Instructions to follow: Retype all of the entries that appear below, keeping them exactly as they are.

-*-*-

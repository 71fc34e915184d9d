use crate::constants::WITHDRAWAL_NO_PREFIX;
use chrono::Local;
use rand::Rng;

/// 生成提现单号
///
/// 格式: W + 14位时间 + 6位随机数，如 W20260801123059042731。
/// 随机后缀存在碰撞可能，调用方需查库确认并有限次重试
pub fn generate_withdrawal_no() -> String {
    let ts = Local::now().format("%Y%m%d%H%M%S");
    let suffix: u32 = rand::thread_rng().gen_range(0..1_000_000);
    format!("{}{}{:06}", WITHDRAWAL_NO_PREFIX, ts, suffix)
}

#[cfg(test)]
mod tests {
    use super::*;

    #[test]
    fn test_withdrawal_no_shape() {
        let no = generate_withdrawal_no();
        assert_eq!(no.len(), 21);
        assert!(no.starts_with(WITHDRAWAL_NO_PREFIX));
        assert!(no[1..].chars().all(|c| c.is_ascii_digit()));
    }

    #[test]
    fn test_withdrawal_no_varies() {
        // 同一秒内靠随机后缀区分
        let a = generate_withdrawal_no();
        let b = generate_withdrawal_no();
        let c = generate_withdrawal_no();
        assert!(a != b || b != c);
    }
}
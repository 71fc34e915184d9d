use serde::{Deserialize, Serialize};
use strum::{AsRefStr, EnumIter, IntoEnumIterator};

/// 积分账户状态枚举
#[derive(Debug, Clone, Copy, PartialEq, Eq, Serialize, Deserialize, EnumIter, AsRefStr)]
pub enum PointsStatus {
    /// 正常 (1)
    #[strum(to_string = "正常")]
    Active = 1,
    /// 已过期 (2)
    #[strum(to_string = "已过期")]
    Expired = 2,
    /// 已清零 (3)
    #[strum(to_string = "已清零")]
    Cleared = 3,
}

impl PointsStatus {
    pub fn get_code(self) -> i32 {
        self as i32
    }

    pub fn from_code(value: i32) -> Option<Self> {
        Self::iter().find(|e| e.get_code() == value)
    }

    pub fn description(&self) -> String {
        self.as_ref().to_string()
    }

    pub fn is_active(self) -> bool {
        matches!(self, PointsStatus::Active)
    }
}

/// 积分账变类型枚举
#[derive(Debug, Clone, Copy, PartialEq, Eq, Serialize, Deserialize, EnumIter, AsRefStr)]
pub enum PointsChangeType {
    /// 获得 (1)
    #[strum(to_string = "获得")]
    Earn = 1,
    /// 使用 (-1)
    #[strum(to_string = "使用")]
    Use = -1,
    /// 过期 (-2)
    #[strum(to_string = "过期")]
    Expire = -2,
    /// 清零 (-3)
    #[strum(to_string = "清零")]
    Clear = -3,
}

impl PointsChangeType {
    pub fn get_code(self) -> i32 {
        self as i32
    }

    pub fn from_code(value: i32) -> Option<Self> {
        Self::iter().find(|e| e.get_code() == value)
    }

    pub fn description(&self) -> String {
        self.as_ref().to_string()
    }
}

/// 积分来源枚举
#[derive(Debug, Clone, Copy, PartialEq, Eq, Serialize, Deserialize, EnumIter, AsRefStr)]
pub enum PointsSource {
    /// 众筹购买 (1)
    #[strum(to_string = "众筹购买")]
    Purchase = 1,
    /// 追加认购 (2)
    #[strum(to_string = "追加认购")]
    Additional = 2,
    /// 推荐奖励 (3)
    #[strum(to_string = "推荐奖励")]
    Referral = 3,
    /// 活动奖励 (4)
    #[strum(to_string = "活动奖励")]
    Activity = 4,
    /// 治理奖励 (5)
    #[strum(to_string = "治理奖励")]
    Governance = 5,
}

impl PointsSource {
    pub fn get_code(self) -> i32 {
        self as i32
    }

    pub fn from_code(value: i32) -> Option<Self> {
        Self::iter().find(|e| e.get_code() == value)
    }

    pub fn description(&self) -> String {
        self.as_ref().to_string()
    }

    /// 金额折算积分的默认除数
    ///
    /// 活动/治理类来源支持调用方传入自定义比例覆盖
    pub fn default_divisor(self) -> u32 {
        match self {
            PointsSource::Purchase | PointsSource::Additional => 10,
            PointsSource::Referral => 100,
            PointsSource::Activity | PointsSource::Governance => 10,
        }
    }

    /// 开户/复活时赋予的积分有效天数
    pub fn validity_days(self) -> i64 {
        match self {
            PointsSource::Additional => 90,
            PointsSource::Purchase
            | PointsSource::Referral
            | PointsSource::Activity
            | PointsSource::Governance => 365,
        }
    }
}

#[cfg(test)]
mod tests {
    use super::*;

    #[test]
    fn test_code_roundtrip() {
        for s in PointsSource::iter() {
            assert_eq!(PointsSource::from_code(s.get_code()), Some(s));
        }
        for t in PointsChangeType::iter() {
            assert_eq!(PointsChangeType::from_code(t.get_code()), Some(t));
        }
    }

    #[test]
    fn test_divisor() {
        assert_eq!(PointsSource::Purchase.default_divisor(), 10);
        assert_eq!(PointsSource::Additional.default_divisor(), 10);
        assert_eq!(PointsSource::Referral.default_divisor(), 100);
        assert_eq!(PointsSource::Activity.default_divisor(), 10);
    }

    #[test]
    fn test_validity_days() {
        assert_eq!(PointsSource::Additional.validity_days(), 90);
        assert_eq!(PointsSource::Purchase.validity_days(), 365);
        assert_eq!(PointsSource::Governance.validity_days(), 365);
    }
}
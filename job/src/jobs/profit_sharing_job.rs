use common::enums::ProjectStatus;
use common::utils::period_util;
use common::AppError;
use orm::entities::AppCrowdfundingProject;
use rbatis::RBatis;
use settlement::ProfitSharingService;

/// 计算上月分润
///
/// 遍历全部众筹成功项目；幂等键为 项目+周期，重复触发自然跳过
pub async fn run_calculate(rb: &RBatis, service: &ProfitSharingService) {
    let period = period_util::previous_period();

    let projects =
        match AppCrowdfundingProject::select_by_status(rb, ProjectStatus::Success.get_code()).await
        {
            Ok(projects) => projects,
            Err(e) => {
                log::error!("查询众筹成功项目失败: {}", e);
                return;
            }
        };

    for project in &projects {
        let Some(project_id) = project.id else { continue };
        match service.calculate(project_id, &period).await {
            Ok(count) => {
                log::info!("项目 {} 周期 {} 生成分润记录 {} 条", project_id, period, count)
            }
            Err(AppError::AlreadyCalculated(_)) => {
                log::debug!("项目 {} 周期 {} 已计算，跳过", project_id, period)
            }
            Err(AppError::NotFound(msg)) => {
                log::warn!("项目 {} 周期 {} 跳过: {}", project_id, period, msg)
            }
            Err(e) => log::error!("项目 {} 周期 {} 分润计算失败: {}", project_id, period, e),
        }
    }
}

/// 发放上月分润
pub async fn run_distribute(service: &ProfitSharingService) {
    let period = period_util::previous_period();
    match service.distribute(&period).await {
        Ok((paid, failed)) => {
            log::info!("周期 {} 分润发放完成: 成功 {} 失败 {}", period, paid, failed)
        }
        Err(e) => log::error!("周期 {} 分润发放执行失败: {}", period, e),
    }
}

-*-*-

Answer space:
repository 71fc34e915184d9d
use crate::constants::WITHDRAWAL_NO_PREFIX;
use chrono::Local;
use rand::Rng;

/// 生成提现单号
///
/// 格式: W + 14位时间 + 6位随机数，如 W20260801123059042731。
/// 随机后缀存在碰撞可能，调用方需查库确认并有限次重试
pub fn generate_withdrawal_no() -> String {
    let ts = Local::now().format("%Y%m%d%H%M%S");
    let suffix: u32 = rand::thread_rng().gen_range(0..1_000_000);
    format!("{}{}{:06}", WITHDRAWAL_NO_PREFIX, ts, suffix)
}

#[cfg(test)]
mod tests {
    use super::*;

    #[test]
    fn test_withdrawal_no_shape() {
        let no = generate_withdrawal_no();
        assert_eq!(no.len(), 21);
        assert!(no.starts_with(WITHDRAWAL_NO_PREFIX));
        assert!(no[1..].chars().all(|c| c.is_ascii_digit()));
    }

    #[test]
    fn test_withdrawal_no_varies() {
        // 同一秒内靠随机后缀区分
        let a = generate_withdrawal_no();
        let b = generate_withdrawal_no();
        let c = generate_withdrawal_no();
        assert!(a != b || b != c);
    }
}
repository 71fc34e915184d9d
use serde::{Deserialize, Serialize};
use strum::{AsRefStr, EnumIter, IntoEnumIterator};

/// 积分账户状态枚举
#[derive(Debug, Clone, Copy, PartialEq, Eq, Serialize, Deserialize, EnumIter, AsRefStr)]
pub enum PointsStatus {
    /// 正常 (1)
    #[strum(to_string = "正常")]
    Active = 1,
    /// 已过期 (2)
    #[strum(to_string = "已过期")]
    Expired = 2,
    /// 已清零 (3)
    #[strum(to_string = "已清零")]
    Cleared = 3,
}

impl PointsStatus {
    pub fn get_code(self) -> i32 {
        self as i32
    }

    pub fn from_code(value: i32) -> Option<Self> {
        Self::iter().find(|e| e.get_code() == value)
    }

    pub fn description(&self) -> String {
        self.as_ref().to_string()
    }

    pub fn is_active(self) -> bool {
        matches!(self, PointsStatus::Active)
    }
}

/// 积分账变类型枚举
#[derive(Debug, Clone, Copy, PartialEq, Eq, Serialize, Deserialize, EnumIter, AsRefStr)]
pub enum PointsChangeType {
    /// 获得 (1)
    #[strum(to_string = "获得")]
    Earn = 1,
    /// 使用 (-1)
    #[strum(to_string = "使用")]
    Use = -1,
    /// 过期 (-2)
    #[strum(to_string = "过期")]
    Expire = -2,
    /// 清零 (-3)
    #[strum(to_string = "清零")]
    Clear = -3,
}

impl PointsChangeType {
    pub fn get_code(self) -> i32 {
        self as i32
    }

    pub fn from_code(value: i32) -> Option<Self> {
        Self::iter().find(|e| e.get_code() == value)
    }

    pub fn description(&self) -> String {
        self.as_ref().to_string()
    }
}

/// 积分来源枚举
#[derive(Debug, Clone, Copy, PartialEq, Eq, Serialize, Deserialize, EnumIter, AsRefStr)]
pub enum PointsSource {
    /// 众筹购买 (1)
    #[strum(to_string = "众筹购买")]
    Purchase = 1,
    /// 追加认购 (2)
    #[strum(to_string = "追加认购")]
    Additional = 2,
    /// 推荐奖励 (3)
    #[strum(to_string = "推荐奖励")]
    Referral = 3,
    /// 活动奖励 (4)
    #[strum(to_string = "活动奖励")]
    Activity = 4,
    /// 治理奖励 (5)
    #[strum(to_string = "治理奖励")]
    Governance = 5,
}

impl PointsSource {
    pub fn get_code(self) -> i32 {
        self as i32
    }

    pub fn from_code(value: i32) -> Option<Self> {
        Self::iter().find(|e| e.get_code() == value)
    }

    pub fn description(&self) -> String {
        self.as_ref().to_string()
    }

    /// 金额折算积分的默认除数
    ///
    /// 活动/治理类来源支持调用方传入自定义比例覆盖
    pub fn default_divisor(self) -> u32 {
        match self {
            PointsSource::Purchase | PointsSource::Additional => 10,
            PointsSource::Referral => 100,
            PointsSource::Activity | PointsSource::Governance => 10,
        }
    }

    /// 开户/复活时赋予的积分有效天数
    pub fn validity_days(self) -> i64 {
        match self {
            PointsSource::Additional => 90,
            PointsSource::Purchase
            | PointsSource::Referral
            | PointsSource::Activity
            | PointsSource::Governance => 365,
        }
    }
}

#[cfg(test)]
mod tests {
    use super::*;

    #[test]
    fn test_code_roundtrip() {
        for s in PointsSource::iter() {
            assert_eq!(PointsSource::from_code(s.get_code()), Some(s));
        }
        for t in PointsChangeType::iter() {
            assert_eq!(PointsChangeType::from_code(t.get_code()), Some(t));
        }
    }

    #[test]
    fn test_divisor() {
        assert_eq!(PointsSource::Purchase.default_divisor(), 10);
        assert_eq!(PointsSource::Additional.default_divisor(), 10);
        assert_eq!(PointsSource::Referral.default_divisor(), 100);
        assert_eq!(PointsSource::Activity.default_divisor(), 10);
    }

    #[test]
    fn test_validity_days() {
        assert_eq!(PointsSource::Additional.validity_days(), 90);
        assert_eq!(PointsSource::Purchase.validity_days(), 365);
        assert_eq!(PointsSource::Governance.validity_days(), 365);
    }
}
filename job/src/jobs/profit_sharing_job.rs
use common::enums::ProjectStatus;
use common::utils::period_util;
use common::AppError;
use orm::entities::AppCrowdfundingProject;
use rbatis::RBatis;
use settlement::ProfitSharingService;

/// 计算上月分润
///
/// 遍历全部众筹成功项目；幂等键为 项目+周期，重复触发自然跳过
pub async fn run_calculate(rb: &RBatis, service: &ProfitSharingService) {
    let period = period_util::previous_period();

    let projects =
        match AppCrowdfundingProject::select_by_status(rb, ProjectStatus::Success.get_code()).await
        {
            Ok(projects) => projects,
            Err(e) => {
                log::error!("查询众筹成功项目失败: {}", e);
                return;
            }
        };

    for project in &projects {
        let Some(project_id) = project.id else { continue };
        match service.calculate(project_id, &period).await {
            Ok(count) => {
                log::info!("项目 {} 周期 {} 生成分润记录 {} 条", project_id, period, count)
            }
            Err(AppError::AlreadyCalculated(_)) => {
                log::debug!("项目 {} 周期 {} 已计算，跳过", project_id, period)
            }
            Err(AppError::NotFound(msg)) => {
                log::warn!("项目 {} 周期 {} 跳过: {}", project_id, period, msg)
            }
            Err(e) => log::error!("项目 {} 周期 {} 分润计算失败: {}", project_id, period, e),
        }
    }
}

/// 发放上月分润
pub async fn run_distribute(service: &ProfitSharingService) {
    let period = period_util::previous_period();
    match service.distribute(&period).await {
        Ok((paid, failed)) => {
            log::info!("周期 {} 分润发放完成: 成功 {} 失败 {}", period, paid, failed)
        }
        Err(e) => log::error!("周期 {} 分润发放执行失败: {}", period, e),
    }
}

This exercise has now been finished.